Quinn had a sense of deja vu, and then she remembered an old silent film, Fritz Lang's Metropolis , in which laborers in the city of the future were shown working the machines of the future, pulling levers with soulless ennui.

But this was no dank subterranean factory. Dozens of huge, magnificent chandeliers were suspended in recesses in the mirrored ceiling. Lights flashed everywhere.

She heard excited shouting from a group of men crowded around a table.

"What's that?"

"Craps. I've tried to learn that game for years but I still don't understand it."

"They sound like they're having fun."

"That's because they're winning. But you can lose your shirt before you know it in that game."

She followed him to the blackjack section, aisles of curved tables, some full, some empty.

"Can we get a non-smoking table?"

"That's not one of my criteria," Tim said, "but I'll try."

"There's nobody at that one," she said, pointing to a table where a female dealer stood with her hands behind her back, staring blindly ahead over an empty expanse of green the color of sunlit Astroturf. She wore a purple vest festooned with gold brocade over a white shirt fastened at the throat with a gold broach. All the dealers, male and female, were dressed identically. "We could have it all to ourselves."

"We don't want it all to ourselves," he said. "It'd take forever to work through the shoe."

"But she looks lonely."

"Quinn..."

"Sorry."

They wandered up and down the blackjack aisles. Quinn watched Tim's eyes flickering from table to table, searching.

"What are we waiting for?"

"I'm looking for the right table," Tim said. "It's got to be nearly full and the dealer is just starting a new shoe." He stopped, staring. "And I think I just found it."

He led her to the right.

"But it's only got one seat."

"That's for you."

"What are you going to do?"

"I'll be standing right behind you, teaching you the game, waiting for another seat to open up."

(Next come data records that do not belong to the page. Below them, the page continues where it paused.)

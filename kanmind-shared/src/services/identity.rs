/// Registration, login and email lookup
///
/// Both registration and login end in a [`Session`] carrying the user's
/// single bearer token. The token is created on first use and returned
/// unchanged afterwards.

use serde::{Deserialize, Serialize};
use sqlx::PgPool;
use uuid::Uuid;

use super::ServiceError;
use crate::auth::authorization::require_principal;
use crate::auth::password::{hash_password, verify_password};
use crate::models::auth_token::AuthToken;
use crate::models::user::{CreateUser, User, UserSummary};
use crate::validation::{
    validate_email_format, validate_email_unique, validate_fullname, validate_password_strength,
    validate_passwords_match,
};

/// Registration form
#[derive(Debug, Clone, Deserialize)]
pub struct Registration {
    pub fullname: String,
    pub email: String,
    pub password: String,
    pub repeated_password: String,
}

/// Issued credential plus the identity it belongs to
#[derive(Debug, Clone, PartialEq, Eq, Serialize, Deserialize)]
pub struct Session {
    pub token: String,
    pub fullname: String,
    pub email: String,
    pub user_id: Uuid,
}

impl Session {
    fn new(user: &User, token: AuthToken) -> Self {
        Self {
            token: token.key,
            fullname: user.fullname(),
            email: user.email.clone(),
            user_id: user.id,
        }
    }
}

/// Creates an account and issues its token.
///
/// Checks run in a fixed order and the first failure is returned:
/// name shape, email format, email uniqueness, password confirmation,
/// password strength.
pub async fn register(pool: &PgPool, form: Registration) -> Result<Session, ServiceError> {
    let name = validate_fullname(&form.fullname)?;
    let email = form.email.trim();
    validate_email_format(email)?;
    validate_email_unique(pool, email).await??;
    validate_passwords_match(&form.password, &form.repeated_password)?;
    validate_password_strength(&form.password)?;

    let password_hash = hash_password(&form.password)?;

    let user = User::create(
        pool,
        CreateUser {
            email: email.to_string(),
            password_hash,
            first_name: name.first_name,
            last_name: name.last_name,
        },
    )
    .await
    .map_err(|e| {
        if ServiceError::is_unique_violation(&e) {
            ServiceError::Conflict("Email address is already in use".to_string())
        } else {
            ServiceError::Database(e)
        }
    })?;

    let (token, _) = AuthToken::get_or_create(pool, user.id).await?;

    tracing::info!(user_id = %user.id, "User registered");

    Ok(Session::new(&user, token))
}

/// Verifies credentials and returns the user's token.
///
/// An unknown email is `NotFound`; a wrong password is `InvalidCredentials`.
pub async fn login(pool: &PgPool, email: &str, password: &str) -> Result<Session, ServiceError> {
    let user = User::find_by_email(pool, email.trim())
        .await?
        .ok_or(ServiceError::NotFound("User"))?;

    if !verify_password(password, &user.password_hash)? {
        tracing::warn!(user_id = %user.id, "Login failed: wrong password");
        return Err(ServiceError::InvalidCredentials);
    }

    User::update_last_login(pool, user.id).await?;
    let (token, created) = AuthToken::get_or_create(pool, user.id).await?;

    tracing::info!(user_id = %user.id, new_token = created, "User logged in");

    Ok(Session::new(&user, token))
}

/// Looks up another user by email, for adding members and assignees.
pub async fn check_email(
    pool: &PgPool,
    principal: Option<Uuid>,
    email: Option<&str>,
) -> Result<UserSummary, ServiceError> {
    require_principal(principal)?;

    let email = email
        .map(str::trim)
        .filter(|e| !e.is_empty())
        .ok_or_else(|| ServiceError::BadRequest("Email parameter is required".to_string()))?;

    validate_email_format(email)?;

    let user = User::find_by_email(pool, email)
        .await?
        .ok_or(ServiceError::NotFound("User"))?;

    Ok(user.summary())
}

Quinn saw cigarettes in the hands of two of the four players already at the table.

"About that non-smoking table?"

"Quinn..."

"Sorry."

*

As Tim pulled out the end seat on the dealer's right and held it for Quinn, he scanned the cards on the table. This was the first hand. He'd seen one of the players placing the yellow cut card and had moved quickly, despite the table limits: minimum $10 / Maximum $500. He would have preferred something higher. Once the cards already played were photographed and filed in his memory, he squared Quinn at the table and dropped twenty one-hundred-dollar bills on the table.